Dataset entries:
---*---

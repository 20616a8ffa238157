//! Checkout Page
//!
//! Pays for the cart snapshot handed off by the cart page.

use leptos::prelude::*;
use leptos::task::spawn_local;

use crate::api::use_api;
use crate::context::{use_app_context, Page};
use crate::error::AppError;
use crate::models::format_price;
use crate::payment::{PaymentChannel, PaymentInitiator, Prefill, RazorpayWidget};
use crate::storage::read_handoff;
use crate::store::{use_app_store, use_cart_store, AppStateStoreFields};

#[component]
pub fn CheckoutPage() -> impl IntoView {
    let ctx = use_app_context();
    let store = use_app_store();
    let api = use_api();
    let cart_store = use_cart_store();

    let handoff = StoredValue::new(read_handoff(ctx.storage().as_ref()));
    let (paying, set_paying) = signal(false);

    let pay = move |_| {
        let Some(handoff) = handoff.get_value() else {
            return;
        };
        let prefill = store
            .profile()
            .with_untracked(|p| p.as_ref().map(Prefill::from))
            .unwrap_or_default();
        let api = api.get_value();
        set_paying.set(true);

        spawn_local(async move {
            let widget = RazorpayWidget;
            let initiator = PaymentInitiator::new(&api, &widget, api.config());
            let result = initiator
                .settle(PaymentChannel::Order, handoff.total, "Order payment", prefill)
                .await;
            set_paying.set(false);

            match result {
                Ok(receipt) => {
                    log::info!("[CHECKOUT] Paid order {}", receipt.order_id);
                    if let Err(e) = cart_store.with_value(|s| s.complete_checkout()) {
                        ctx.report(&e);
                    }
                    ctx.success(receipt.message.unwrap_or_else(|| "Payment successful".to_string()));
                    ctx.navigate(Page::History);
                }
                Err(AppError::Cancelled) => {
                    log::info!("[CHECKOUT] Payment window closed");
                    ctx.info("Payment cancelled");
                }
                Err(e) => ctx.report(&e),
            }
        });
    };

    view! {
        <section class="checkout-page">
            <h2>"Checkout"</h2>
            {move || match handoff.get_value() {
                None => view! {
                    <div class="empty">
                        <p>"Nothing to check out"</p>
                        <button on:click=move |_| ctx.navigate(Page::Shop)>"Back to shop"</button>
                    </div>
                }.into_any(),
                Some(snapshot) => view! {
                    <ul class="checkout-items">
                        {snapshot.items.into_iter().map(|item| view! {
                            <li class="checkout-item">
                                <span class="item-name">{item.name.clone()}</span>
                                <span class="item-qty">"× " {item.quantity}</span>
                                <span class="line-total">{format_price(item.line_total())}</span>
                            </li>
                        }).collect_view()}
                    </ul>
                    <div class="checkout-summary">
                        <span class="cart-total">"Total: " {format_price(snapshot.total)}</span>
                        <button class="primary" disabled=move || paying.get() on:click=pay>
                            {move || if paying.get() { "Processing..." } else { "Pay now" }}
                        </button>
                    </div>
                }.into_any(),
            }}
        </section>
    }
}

---*---

Please show every line of the entries above that contains the word "crate".

use crate::api::use_api;
use crate::context::{use_app_context, Page};
use crate::error::AppError;
use crate::models::format_price;
use crate::payment::{PaymentChannel, PaymentInitiator, Prefill, RazorpayWidget};
use crate::storage::read_handoff;
use crate::store::{use_app_store, use_cart_store, AppStateStoreFields};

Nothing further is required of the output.